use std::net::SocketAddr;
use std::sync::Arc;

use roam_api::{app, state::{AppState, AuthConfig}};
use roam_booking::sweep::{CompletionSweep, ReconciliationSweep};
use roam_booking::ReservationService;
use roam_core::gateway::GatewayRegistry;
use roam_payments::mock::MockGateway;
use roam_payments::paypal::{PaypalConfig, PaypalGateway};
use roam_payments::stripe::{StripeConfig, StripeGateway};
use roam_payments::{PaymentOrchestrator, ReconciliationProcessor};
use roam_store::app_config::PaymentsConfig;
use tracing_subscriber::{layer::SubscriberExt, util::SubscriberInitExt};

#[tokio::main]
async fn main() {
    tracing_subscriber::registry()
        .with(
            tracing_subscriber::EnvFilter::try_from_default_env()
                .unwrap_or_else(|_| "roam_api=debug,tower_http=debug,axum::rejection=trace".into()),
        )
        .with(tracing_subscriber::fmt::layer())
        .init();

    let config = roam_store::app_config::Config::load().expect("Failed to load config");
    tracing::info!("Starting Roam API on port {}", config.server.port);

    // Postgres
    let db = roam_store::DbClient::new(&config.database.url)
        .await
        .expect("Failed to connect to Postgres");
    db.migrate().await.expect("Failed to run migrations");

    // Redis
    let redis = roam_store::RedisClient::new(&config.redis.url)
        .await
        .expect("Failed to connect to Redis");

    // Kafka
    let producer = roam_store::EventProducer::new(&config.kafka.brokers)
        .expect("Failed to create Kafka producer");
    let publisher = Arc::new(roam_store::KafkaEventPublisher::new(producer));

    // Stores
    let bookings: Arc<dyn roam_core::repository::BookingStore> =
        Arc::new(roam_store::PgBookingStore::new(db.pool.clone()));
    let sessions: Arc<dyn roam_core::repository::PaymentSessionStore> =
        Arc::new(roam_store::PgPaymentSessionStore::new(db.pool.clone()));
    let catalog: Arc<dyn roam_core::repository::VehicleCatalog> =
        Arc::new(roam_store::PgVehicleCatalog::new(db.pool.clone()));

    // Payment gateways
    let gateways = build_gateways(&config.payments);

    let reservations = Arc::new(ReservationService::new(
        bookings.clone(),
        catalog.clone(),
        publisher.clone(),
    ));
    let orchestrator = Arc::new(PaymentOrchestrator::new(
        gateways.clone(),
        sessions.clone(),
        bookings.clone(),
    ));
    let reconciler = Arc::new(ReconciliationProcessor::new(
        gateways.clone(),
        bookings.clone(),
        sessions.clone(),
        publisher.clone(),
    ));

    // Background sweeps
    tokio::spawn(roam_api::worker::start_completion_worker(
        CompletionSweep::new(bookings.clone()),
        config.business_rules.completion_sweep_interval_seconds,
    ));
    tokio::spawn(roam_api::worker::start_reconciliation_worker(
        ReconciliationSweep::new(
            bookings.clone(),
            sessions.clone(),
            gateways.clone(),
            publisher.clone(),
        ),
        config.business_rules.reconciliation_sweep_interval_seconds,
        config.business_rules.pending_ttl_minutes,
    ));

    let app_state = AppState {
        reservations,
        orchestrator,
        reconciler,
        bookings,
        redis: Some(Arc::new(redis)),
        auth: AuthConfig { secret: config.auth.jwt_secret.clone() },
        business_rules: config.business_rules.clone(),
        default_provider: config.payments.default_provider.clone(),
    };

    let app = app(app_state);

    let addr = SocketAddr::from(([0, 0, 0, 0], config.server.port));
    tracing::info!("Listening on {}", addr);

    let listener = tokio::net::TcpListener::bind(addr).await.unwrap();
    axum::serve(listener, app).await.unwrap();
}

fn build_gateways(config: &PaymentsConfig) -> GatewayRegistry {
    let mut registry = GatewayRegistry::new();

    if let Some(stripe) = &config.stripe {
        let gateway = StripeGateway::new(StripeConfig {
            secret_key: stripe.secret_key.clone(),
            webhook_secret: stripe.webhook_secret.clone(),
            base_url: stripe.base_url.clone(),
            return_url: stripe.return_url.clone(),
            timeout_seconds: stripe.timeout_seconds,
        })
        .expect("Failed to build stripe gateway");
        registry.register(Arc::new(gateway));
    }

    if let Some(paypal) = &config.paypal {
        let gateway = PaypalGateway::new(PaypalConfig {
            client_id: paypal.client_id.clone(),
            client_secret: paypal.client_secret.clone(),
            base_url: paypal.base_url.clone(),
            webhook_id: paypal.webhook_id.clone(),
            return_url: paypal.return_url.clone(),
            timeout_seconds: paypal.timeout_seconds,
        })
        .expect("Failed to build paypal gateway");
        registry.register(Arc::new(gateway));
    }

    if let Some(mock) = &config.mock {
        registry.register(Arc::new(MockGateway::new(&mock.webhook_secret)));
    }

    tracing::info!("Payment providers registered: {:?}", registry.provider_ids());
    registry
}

▸ Required work
Filter the records above down to the lines containing "with".

▸ Reply
        .with(
        .with(tracing_subscriber::fmt::layer())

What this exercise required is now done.